MindBranch clients include many Global 2000 technology companies like Cisco, Lucent, Nortel, Siemens, and British Telecom, Hall said.
“Most of this type of data is produced and consumed in the U.S., but our analysis of market conditions suggested that other parts of the world had the kind of companies that need this information but lack supply,” he said.
MindBranch looked for areas with fast-growing economies driven by technology companies that buy the information the company sells; Korea was in the top 10 attractive areas, Hall said.
“We found a great partner in Korea, and that's why we moved there first. Korea has the 13th-largest economy in the world and the sixth-largest online audience. Outsource Korea is a leading source of business information there.
“We will be investing some working capital to hire more salespeople and expand our presence there. We expect to make Seoul our headquarters for Asian operations, but we are taking the company as is and won't be moving any of our staff over.”
MindBranch does not do original research in the United States beyond making the information it sells easier to handle. But it will add local Korean input to the U.S. data it markets there.
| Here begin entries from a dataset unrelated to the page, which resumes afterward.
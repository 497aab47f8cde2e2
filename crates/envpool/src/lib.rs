//! # envpool
//!
//! An asynchronous environment pool for reinforcement learning in Rust.
//!
//! ## Overview
//!
//! envpool runs many independent environment instances on a fixed budget of
//! worker threads and hands their results to the consumer in batches:
//! - Environments implement the four-method [`PoolEnv`](env::PoolEnv) contract
//! - [`EnvPool::send`] queues actions, [`EnvPool::recv`] returns the first
//!   `batch_size` environments to finish, oldest first
//! - Results are read in place from pre-allocated slot buffers
//! - Finished episodes are reset automatically on the next action
//!
//! ## Quick Start
//!
//! ```rust,ignore
//! use envpool::prelude::*;
//!
//! let config = PoolConfig::new(8).with_threads(2).with_batch_size(4);
//! let mut pool = EnvPool::new(config, spec, |spec, env_id| MyEnv::new(spec, env_id))?;
//!
//! pool.async_reset()?;
//! loop {
//!     let batch = pool.recv()?;
//!     let ids = batch.env_ids();
//!     let obs = batch.observations();
//!     drop(batch);
//!     pool.send_batch(&ids, actions_for(&obs).view())?;
//! }
//! ```

pub mod config;
pub mod env;
pub mod pool;
pub mod slot;
pub mod spaces;
pub mod spec;

mod instance;
mod queue;
mod worker;

pub use config::PoolConfig;
pub use env::{EnvError, EnvRng, PoolEnv};
pub use instance::EnvState;
pub use pool::{ActionRecord, Batch, BatchIter, EnvPool, PoolStats};
pub use slot::{SlotView, SlotWriter};
pub use spec::{EnvConfig, EnvSpec};

/// Prelude module for convenient imports
pub mod prelude {
    pub use crate::config::PoolConfig;
    pub use crate::env::{EnvError, EnvRng, PoolEnv};
    pub use crate::pool::{ActionRecord, Batch, EnvPool};
    pub use crate::slot::{SlotView, SlotWriter};
    pub use crate::spaces::{Box as BoxSpace, Discrete, DynSpace, Space};
    pub use crate::spec::{EnvConfig, EnvSpec};
    pub use crate::{PoolError, Result};
}

/// Library version
pub const VERSION: &str = env!("CARGO_PKG_VERSION");

/// Errors reported to the pool's consumer.
///
/// Environment faults are not in this list: they stay local to the faulting
/// instance and arrive as a flagged result (see [`SlotView::error`]).
#[derive(Debug, thiserror::Error)]
pub enum PoolError {
    #[error("Environment id {env_id} out of range (num_envs = {num_envs})")]
    EnvIdOutOfRange { env_id: usize, num_envs: usize },

    #[error("Environment {0} appears more than once in the same batch")]
    DuplicateEnvId(usize),

    #[error("Environment {env_id} is {state:?}, expected Idle")]
    NotIdle { env_id: usize, state: EnvState },

    #[error("Shape mismatch: expected {expected:?}, got {actual:?}")]
    ShapeMismatch {
        expected: Vec<usize>,
        actual: Vec<usize>,
    },

    #[error("Invalid action: {0}")]
    InvalidAction(String),

    #[error("Invalid batch size {requested} (num_envs = {num_envs})")]
    InvalidBatchSize { requested: usize, num_envs: usize },

    #[error("Requested {requested} results but only {pending} running or ready environments are unclaimed")]
    NotEnoughPending { requested: usize, pending: usize },

    #[error("Timed out with {ready} results ready")]
    Timeout { ready: usize },

    #[error("Pool is closed")]
    Closed,

    #[error("Invalid configuration: {0}")]
    InvalidConfig(String),

    #[error("Failed to spawn worker thread: {0}")]
    Spawn(#[from] std::io::Error),
}

pub type Result<T> = std::result::Result<T, PoolError>;
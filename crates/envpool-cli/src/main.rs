//! envpool CLI
//!
//! Command-line interface for listing, benchmarking and watching the bundled
//! environments in a pool.

use anyhow::Result;
use clap::{Parser, Subcommand};
use rand::SeedableRng;
use rand_chacha::ChaCha8Rng;
use serde::Serialize;
use std::time::Instant;
use tracing_subscriber::EnvFilter;

use envpool::{ActionRecord, PoolConfig, PoolStats};
use envpool_envs::registry::{self, DynPool};

#[derive(Parser)]
#[command(name = "envpool")]
#[command(version, about = "envpool - asynchronous environment pool", long_about = None)]
struct Cli {
    #[command(subcommand)]
    command: Commands,
}

#[derive(Subcommand)]
enum Commands {
    /// List available environments
    List,

    /// Benchmark: drive a pool with random actions and report throughput
    Bench {
        /// Environment name
        #[arg(default_value = "cartpole")]
        env: String,

        /// Number of environments
        #[arg(long, default_value = "8")]
        num_envs: usize,

        /// Worker threads (0 = one per core)
        #[arg(long, default_value = "0")]
        num_threads: usize,

        /// Results per recv (0 = num_envs)
        #[arg(long, default_value = "0")]
        batch_size: usize,

        /// Total results to collect
        #[arg(long, default_value = "100000")]
        steps: u64,

        /// Base seed
        #[arg(long, default_value = "42")]
        seed: u64,

        /// Print the report as JSON
        #[arg(long)]
        json: bool,
    },

    /// Demo: print every result of a small pool
    Demo {
        /// Environment name
        #[arg(default_value = "catch")]
        env: String,

        /// Number of results to print
        #[arg(long, default_value = "20")]
        steps: usize,

        /// Number of environments
        #[arg(long, default_value = "2")]
        num_envs: usize,

        /// Base seed
        #[arg(long, default_value = "42")]
        seed: u64,
    },
}

/// Outcome of one `bench` run
#[derive(Debug, Serialize)]
struct BenchReport {
    version: &'static str,
    env: String,
    config: PoolConfig,
    num_threads: usize,
    batch_size: usize,
    steps: u64,
    seconds: f64,
    steps_per_sec: f64,
    episodes: u64,
    faults: u64,
    stats: PoolStats,
}

fn main() -> Result<()> {
    // Logs go to stderr so stdout stays machine readable
    tracing_subscriber::fmt()
        .with_env_filter(EnvFilter::from_default_env().add_directive("info".parse()?))
        .with_writer(std::io::stderr)
        .init();

    let cli = Cli::parse();

    match cli.command {
        Commands::List => {
            list_envs();
        }
        Commands::Bench {
            env,
            num_envs,
            num_threads,
            batch_size,
            steps,
            seed,
            json,
        } => {
            let config = PoolConfig::new(num_envs)
                .with_threads(num_threads)
                .with_batch_size(batch_size)
                .with_seed(seed);
            let report = bench(&env, config, steps)?;
            if json {
                println!("{}", serde_json::to_string_pretty(&report)?);
            } else {
                tracing::info!(
                    env = %report.env,
                    steps = report.steps,
                    seconds = report.seconds,
                    steps_per_sec = report.steps_per_sec,
                    episodes = report.episodes,
                    faults = report.faults,
                    "Benchmark complete"
                );
            }
        }
        Commands::Demo {
            env,
            steps,
            num_envs,
            seed,
        } => {
            demo(&env, steps, num_envs, seed)?;
        }
    }

    Ok(())
}

fn list_envs() {
    println!("Available environments:");
    println!();
    for (name, description) in registry::list() {
        println!("  {name:<10} {description}");
    }
}

/// Draw one random valid action for each id
fn random_actions(pool: &DynPool, ids: &[usize], rng: &mut ChaCha8Rng) -> Vec<ActionRecord> {
    let space = &pool.spec().action_space;
    ids.iter()
        .map(|&id| ActionRecord::new(id, space.sample(rng)))
        .collect()
}

fn bench(env_name: &str, config: PoolConfig, steps: u64) -> Result<BenchReport> {
    let mut pool = registry::make_pool(env_name, config.clone())?;
    let mut rng = ChaCha8Rng::seed_from_u64(config.seed);
    tracing::info!(
        version = envpool::VERSION,
        env = env_name,
        num_envs = pool.num_envs(),
        num_threads = pool.num_threads(),
        batch_size = pool.batch_size(),
        "Starting benchmark"
    );

    let start = Instant::now();
    let mut collected = 0u64;
    let mut episodes = 0u64;
    let mut faults = 0u64;
    pool.async_reset()?;

    while collected < steps {
        let ids = {
            let batch = pool.recv()?;
            for view in &batch {
                episodes += u64::from(view.done());
                faults += u64::from(view.error().is_some());
            }
            batch.env_ids()
        };
        collected += ids.len() as u64;
        let actions = random_actions(&pool, &ids, &mut rng);
        pool.send(actions)?;
    }

    let seconds = start.elapsed().as_secs_f64();
    Ok(BenchReport {
        version: envpool::VERSION,
        env: env_name.to_string(),
        num_threads: pool.num_threads(),
        batch_size: pool.batch_size(),
        config,
        steps: collected,
        seconds,
        steps_per_sec: collected as f64 / seconds.max(f64::EPSILON),
        episodes,
        faults,
        stats: pool.stats(),
    })
}

fn demo(env_name: &str, steps: usize, num_envs: usize, seed: u64) -> Result<()> {
    let config = PoolConfig::new(num_envs)
        .with_threads(1)
        .with_batch_size(1)
        .with_seed(seed);
    let mut pool = registry::make_pool(env_name, config)?;
    let mut rng = ChaCha8Rng::seed_from_u64(seed);
    tracing::info!(env = env_name, num_envs, "Starting demo");

    pool.async_reset()?;
    for step in 0..steps {
        let ids = {
            let batch = pool.recv()?;
            for view in &batch {
                println!(
                    "Step {}: env={} reward={:.3} done={} elapsed={}",
                    step,
                    view.env_id(),
                    view.reward(),
                    view.done(),
                    view.elapsed_step()
                );
                if let Some(err) = view.error() {
                    println!("         error: {err}");
                }
            }
            batch.env_ids()
        };
        let actions = random_actions(&pool, &ids, &mut rng);
        pool.send(actions)?;
    }

    Ok(())
}
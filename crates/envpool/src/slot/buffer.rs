//! Flat `f32` storage shared between worker threads and the consumer.

use std::cell::UnsafeCell;

/// Heap-allocated buffer whose disjoint ranges are handed out to different
/// threads.
///
/// The buffer itself does no synchronization; callers guarantee that a range
/// is never written while another reference to it is alive.
pub(crate) struct HeapBuffer {
    data: Box<[UnsafeCell<f32>]>,
}

// SAFETY: access to each range is serialized by the instance state machine.
unsafe impl Sync for HeapBuffer {}

impl HeapBuffer {
    /// Allocate a zero-filled buffer of `len` elements
    pub(crate) fn new(len: usize) -> Self {
        let data = (0..len).map(|_| UnsafeCell::new(0.0)).collect();
        Self { data }
    }

    #[cfg(test)]
    pub(crate) fn len(&self) -> usize {
        self.data.len()
    }

    fn ptr_at(&self, start: usize, len: usize) -> *mut f32 {
        assert!(start + len <= self.data.len(), "range out of bounds");
        // UnsafeCell<f32> has the same layout as f32.
        UnsafeCell::raw_get(self.data[start..].as_ptr())
    }

    /// # Safety
    /// No other reference to `start..start + len` may exist while the
    /// returned slice is alive.
    #[allow(clippy::mut_from_ref)]
    pub(crate) unsafe fn slice_mut(&self, start: usize, len: usize) -> &mut [f32] {
        std::slice::from_raw_parts_mut(self.ptr_at(start, len), len)
    }

    /// # Safety
    /// No mutable reference to `start..start + len` may exist while the
    /// returned slice is alive.
    pub(crate) unsafe fn slice(&self, start: usize, len: usize) -> &[f32] {
        std::slice::from_raw_parts(self.ptr_at(start, len), len)
    }
}
//! Streamable HTTP transport for the MCP server.
//!
//! One route path serves three methods:
//!
//! - **POST**: one JSON-RPC message or a batch. Answered with a JSON body,
//!   or an SSE stream of one event per response when the client accepts
//!   `text/event-stream`. Notification-only batches get a bodyless `202`.
//! - **GET**: a standing SSE stream for server-initiated messages. The
//!   server never queues any, so the stream only carries keep-alive comments.
//! - **DELETE**: session termination; acknowledged with `202`.
//!
//! Sessions are not tracked. `Mcp-Session-Id` is minted on every batch that
//! contains `initialize` and never checked afterwards.

use std::convert::Infallible;
use std::sync::Arc;
use std::time::Duration;

use axum::body::Bytes;
use axum::extract::State;
use axum::http::header::ACCEPT;
use axum::http::{HeaderMap, HeaderName, HeaderValue, StatusCode};
use axum::response::sse::{Event, KeepAlive, Sse};
use axum::response::{IntoResponse, Response as HttpResponse};
use axum::routing::get;
use axum::{Json, Router};
use futures::stream::{self, Stream, StreamExt};
use serde_json::{json, Value};
use tokio::net::TcpListener;
use tokio::sync::watch;
use tower_http::catch_panic::CatchPanicLayer;
use tower_http::trace::TraceLayer;
use tracing::{debug, info, warn};
use uuid::Uuid;

use crate::mcp::methods::{initialize_result, tools_list_result};
use crate::mcp::protocol::{parse_batch, Response, SERVER_NAME};
use crate::mcp::server::McpServer;

/// Header carrying the session identifier.
pub const MCP_SESSION_ID: HeaderName = HeaderName::from_static("mcp-session-id");

/// Body of the `400` sent to a GET without an SSE `Accept` header.
pub const SSE_ACCEPT_REQUIRED: &str = "Accept header must include text/event-stream";

const EVENT_STREAM: &str = "text/event-stream";

/// Shared, read-only state of the HTTP handlers.
#[derive(Clone)]
pub struct AppState {
    server: Arc<McpServer>,
    path: String,
    keep_alive: Duration,
    shutdown: Arc<watch::Sender<bool>>,
}

impl AppState {
    /// Creates handler state for an MCP endpoint mounted at `path`.
    #[must_use]
    pub fn new(server: McpServer, path: impl Into<String>, keep_alive: Duration) -> Self {
        let (shutdown, _) = watch::channel(false);
        Self {
            server: Arc::new(server),
            path: path.into(),
            keep_alive,
            shutdown: Arc::new(shutdown),
        }
    }

    /// Ends every standing GET stream so connections can drain.
    pub fn close_streams(&self) {
        self.shutdown.send_replace(true);
    }
}

/// Builds the router: the MCP endpoint plus `/health` and `/mcp.json`.
pub fn router(state: AppState) -> Router {
    let path = state.path.clone();
    Router::new()
        .route(
            &path,
            get(handle_get).post(handle_post).delete(handle_delete),
        )
        .route("/health", get(handle_health))
        .route("/mcp.json", get(handle_discovery))
        .layer(CatchPanicLayer::new())
        .layer(TraceLayer::new_for_http())
        .with_state(state)
}

/// Serves the router until `shutdown` resolves.
///
/// # Errors
///
/// Returns an error if accepting connections fails.
pub async fn serve(
    listener: TcpListener,
    state: AppState,
    shutdown: impl std::future::Future<Output = ()> + Send + 'static,
) -> std::io::Result<()> {
    if let Ok(addr) = listener.local_addr() {
        info!(addr = %addr, path = %state.path, "Starting MCP HTTP server");
    }

    let streams = state.clone();
    axum::serve(listener, router(state))
        .with_graceful_shutdown(async move {
            shutdown.await;
            streams.close_streams();
        })
        .await
}

async fn handle_post(
    State(state): State<AppState>,
    headers: HeaderMap,
    body: Bytes,
) -> HttpResponse {
    let messages = match parse_batch(&body) {
        Ok(messages) => messages,
        Err(error) => {
            warn!(bytes = body.len(), "Request body is not valid JSON");
            return (StatusCode::BAD_REQUEST, Json(Response::from(error))).into_response();
        }
    };

    debug!(messages = messages.len(), "Processing batch");
    let outcome = state.server.handle_batch(messages).await;

    if !outcome.has_requests || outcome.responses.is_empty() {
        return StatusCode::ACCEPTED.into_response();
    }

    let mut response = if accepts_event_stream(&headers) {
        event_stream_response(outcome.responses)
    } else {
        json_response(outcome.responses)
    };

    if outcome.initialize_seen {
        let session_id = Uuid::new_v4().to_string();
        if let Ok(value) = HeaderValue::from_str(&session_id) {
            info!(session_id = %session_id, "Issued session id");
            response.headers_mut().insert(MCP_SESSION_ID, value);
        }
    }

    response
}

/// A single response is sent bare; several as an array.
fn json_response(mut responses: Vec<Response>) -> HttpResponse {
    if responses.len() == 1 {
        if let Some(only) = responses.pop() {
            return Json(only).into_response();
        }
    }
    Json(responses).into_response()
}

/// One SSE event per response, each with a fresh id; the stream then ends.
fn event_stream_response(responses: Vec<Response>) -> HttpResponse {
    let events = responses.into_iter().map(|response| {
        Event::default()
            .id(Uuid::new_v4().to_string())
            .json_data(&response)
    });
    Sse::new(stream::iter(events)).into_response()
}

async fn handle_get(State(state): State<AppState>, headers: HeaderMap) -> HttpResponse {
    if !accepts_event_stream(&headers) {
        return (
            StatusCode::BAD_REQUEST,
            Json(json!({ "error": SSE_ACCEPT_REQUIRED })),
        )
            .into_response();
    }

    let guard = StreamGuard::open();
    let stream = standing_stream(guard, state.shutdown.subscribe());
    Sse::new(stream)
        .keep_alive(
            KeepAlive::new()
                .interval(state.keep_alive)
                .text("keep-alive"),
        )
        .into_response()
}

/// Logs the lifetime of one standing GET stream.
///
/// Owned by the stream, so it drops together with the keep-alive timer when
/// the client disconnects or the server shuts down.
struct StreamGuard {
    id: Uuid,
}

impl StreamGuard {
    fn open() -> Self {
        let id = Uuid::new_v4();
        info!(stream_id = %id, "SSE stream opened");
        Self { id }
    }
}

impl Drop for StreamGuard {
    fn drop(&mut self) {
        info!(stream_id = %self.id, "SSE stream closed");
    }
}

/// An opening comment, then nothing until shutdown.
///
/// A dropped shutdown sender means no shutdown will ever be signalled, so the
/// stream then stays open until the client goes away.
fn standing_stream(
    guard: StreamGuard,
    mut shutdown: watch::Receiver<bool>,
) -> impl Stream<Item = Result<Event, Infallible>> + Send + 'static {
    let opening = stream::once(async { Ok(Event::default().comment("stream open")) });
    let idle = stream::once(async move {
        if shutdown.wait_for(|closing| *closing).await.is_err() {
            std::future::pending::<()>().await;
        }
        drop(guard);
    })
    .filter_map(|()| async { None::<Result<Event, Infallible>> });
    opening.chain(idle)
}

async fn handle_delete(headers: HeaderMap) -> StatusCode {
    let session_id = header_str(&headers, MCP_SESSION_ID.as_str()).unwrap_or("<none>");
    info!(session_id = %session_id, "Session termination requested");
    StatusCode::ACCEPTED
}

async fn handle_health() -> Json<Value> {
    Json(json!({ "status": "ok", "service": SERVER_NAME }))
}

/// Static discovery document.
async fn handle_discovery(State(state): State<AppState>) -> Json<Value> {
    let mut doc = initialize_result();
    if let Value::Object(ref mut obj) = doc {
        obj.insert("tools".to_string(), tools_list_result()["tools"].clone());
        obj.insert(
            "transport".to_string(),
            json!({ "type": "streamable-http", "path": state.path }),
        );
    }
    Json(doc)
}

fn accepts_event_stream(headers: &HeaderMap) -> bool {
    headers
        .get_all(ACCEPT)
        .iter()
        .filter_map(|v| v.to_str().ok())
        .any(|v| v.contains(EVENT_STREAM))
}

fn header_str<'a>(headers: &'a HeaderMap, name: &str) -> Option<&'a str> {
    headers.get(name).and_then(|h| h.to_str().ok())
}
//! MCP message processing.
//!
//! Each raw JSON-RPC message is handled in one step:
//!
//! 1. **Framing**: `jsonrpc` must be `"2.0"`; failures are always answered
//! 2. **Classification**: request (has `id`) or notification (no `id`)
//! 3. **Dispatch**: see [`crate::mcp::methods`]; a panicking handler becomes `-32603`
//! 4. **Envelope**: requests get `result` or `error`; notifications get nothing
//!
//! The server holds no per-session state. Every batch is processed from
//! scratch and `initialize` may be repeated freely.

use std::any::Any;
use std::future::Future;
use std::panic::AssertUnwindSafe;

use futures::FutureExt;
use serde_json::{json, Value};
use tracing::{debug, error, warn};

use crate::backend::BackendClient;
use crate::config::BackendConfig;
use crate::error::BackendError;
use crate::mcp::methods::{dispatch, Method, MethodOutcome};
use crate::mcp::protocol::{
    has_id, parse_message, ErrorCode, IncomingMessage, JsonRpcError, JsonRpcErrorData,
    JsonRpcResponse, Rejection, Response,
};
use crate::mcp::tools::ToolExecutor;

/// What processing one HTTP body produced.
#[derive(Debug, Clone, Default)]
pub struct BatchOutcome {
    /// Responses in the order their messages arrived.
    pub responses: Vec<Response>,
    /// Whether any input message carried an `id`.
    pub has_requests: bool,
    /// Whether any input message named `initialize`.
    pub initialize_seen: bool,
}

/// The MCP message processor for meeting-place recommendations.
#[derive(Debug, Clone)]
pub struct McpServer {
    /// Runs the single registered tool.
    tools: ToolExecutor,
}

impl McpServer {
    /// Creates a server around an existing tool executor.
    #[must_use]
    pub const fn new(tools: ToolExecutor) -> Self {
        Self { tools }
    }

    /// Creates a server that calls the configured backend.
    ///
    /// # Errors
    ///
    /// Returns an error if the HTTP client cannot be built.
    pub fn from_config(config: &BackendConfig) -> Result<Self, BackendError> {
        Ok(Self::new(ToolExecutor::new(BackendClient::new(config)?)))
    }

    /// Handles one raw message.
    ///
    /// Returns `None` when nothing must be sent: for every notification,
    /// whatever the dispatch outcome, and for malformed notifications.
    pub async fn handle_message(&self, raw: Value) -> Option<Response> {
        let message = match parse_message(raw) {
            Ok(message) => message,
            Err(Rejection::Answer(error)) => {
                warn!(id = %error.id, error = %error.error, "Rejected malformed message");
                return Some(error.into());
            }
            Err(Rejection::Silent) => {
                debug!("Dropped malformed notification");
                return None;
            }
        };

        let method = Method::parse(message.method());
        let outcome = catch_fault(
            message.method(),
            dispatch(&method, message.params(), &self.tools),
        )
        .await;
        envelope(message, outcome)
    }

    /// Handles every message of a batch in arrival order.
    pub async fn handle_batch(&self, messages: Vec<Value>) -> BatchOutcome {
        let has_requests = messages.iter().any(has_id);
        let initialize_seen = messages
            .iter()
            .any(|m| m.get("method").and_then(Value::as_str) == Some("initialize"));

        let mut responses = Vec::with_capacity(messages.len());
        for raw in messages {
            if let Some(response) = self.handle_message(raw).await {
                responses.push(response);
            }
        }

        BatchOutcome {
            responses,
            has_requests,
            initialize_seen,
        }
    }
}

/// Runs a method handler, turning a panic into `-32603`.
async fn catch_fault<F>(method: &str, handler: F) -> Result<MethodOutcome, JsonRpcErrorData>
where
    F: Future<Output = Result<MethodOutcome, JsonRpcErrorData>>,
{
    AssertUnwindSafe(handler)
        .catch_unwind()
        .await
        .unwrap_or_else(|panic| {
            let reason = panic_message(panic.as_ref());
            error!(method, reason, "Method handler panicked");
            Err(JsonRpcErrorData::with_message(
                ErrorCode::InternalError,
                format!("Internal error: {reason}"),
            ))
        })
}

/// Wraps a dispatch outcome for the wire; notifications get nothing.
fn envelope(
    message: IncomingMessage,
    outcome: Result<MethodOutcome, JsonRpcErrorData>,
) -> Option<Response> {
    match message {
        IncomingMessage::Notification(notif) => {
            if let Err(error) = outcome {
                debug!(method = %notif.method, error = %error, "Ignoring notification error");
            }
            None
        }
        IncomingMessage::Request(req) => {
            debug!(method = %req.method, id = %req.id, "Handled request");
            Some(match outcome {
                Ok(MethodOutcome::Reply(result)) => JsonRpcResponse::success(req.id, result).into(),
                // A notification-only method sent with an id is acknowledged.
                Ok(MethodOutcome::NoReply) => JsonRpcResponse::success(req.id, json!({})).into(),
                Err(error) => JsonRpcError::new(req.id, error).into(),
            })
        }
    }
}

fn panic_message(panic: &(dyn Any + Send)) -> &str {
    panic
        .downcast_ref::<&str>()
        .copied()
        .or_else(|| panic.downcast_ref::<String>().map(String::as_str))
        .unwrap_or("unknown fault")
}
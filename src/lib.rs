//! meetplanner-mcp: MCP server for fair meeting-place recommendations
//!
//! This library exposes a single tool, `recommend_meeting_place`, to AI
//! assistants over the MCP streamable HTTP transport.
//!
//! # Architecture
//!
//! The MCP server is a thin protocol layer. The recommendation backend does
//! the actual work:
//!
//! - **Transport**: JSON-RPC 2.0 over HTTP POST, with JSON or SSE responses
//! - **Dispatch**: `initialize`, `tools/list`, `tools/call`, `ping` and the
//!   lifecycle notifications
//! - **Tool execution**: one `POST /recommend` call per tool invocation
//!
//! The backend (not this crate) handles geocoding, transit times, fairness
//! scoring and venue search.
//!
//! # Modules
//!
//! - [`backend`] — Recommendation backend client
//! - [`config`] — Configuration loading and validation
//! - [`error`] — Error types
//! - [`mcp`] — MCP protocol implementation

pub mod backend;
pub mod config;
pub mod error;
pub mod mcp;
The company will follow similar policies in its other foreign operations, Hall said.
“We will be announcing several partnerships in those areas soon. Some will be strategic alliances, some investments, joint ventures and outright acquisitions,” he said.
But most of the content from the 275 providers MindBranch represents will be in English. Most foreign customers “have a high comfort level with English,” Hall maintained.
But he conceded that “what we will do in most places is translate executive summaries so that the buyer is sure he is getting the right product.” In China, however, local partners will translate the whole product.
Outsource Korea has been in business for five years and has done well with executive summary translations and the bulk of the texts in English.
MindBranch, which changed its name from Publications Resources Group last August to allow easier Web access, has been in business for ten years. Its focus changed in 1999, when it developed its proprietary technology platform for easier access, storage and handling of information.
It did $10 million worth of business in 2000 but expects technology and foreign expansion to double that amount this year.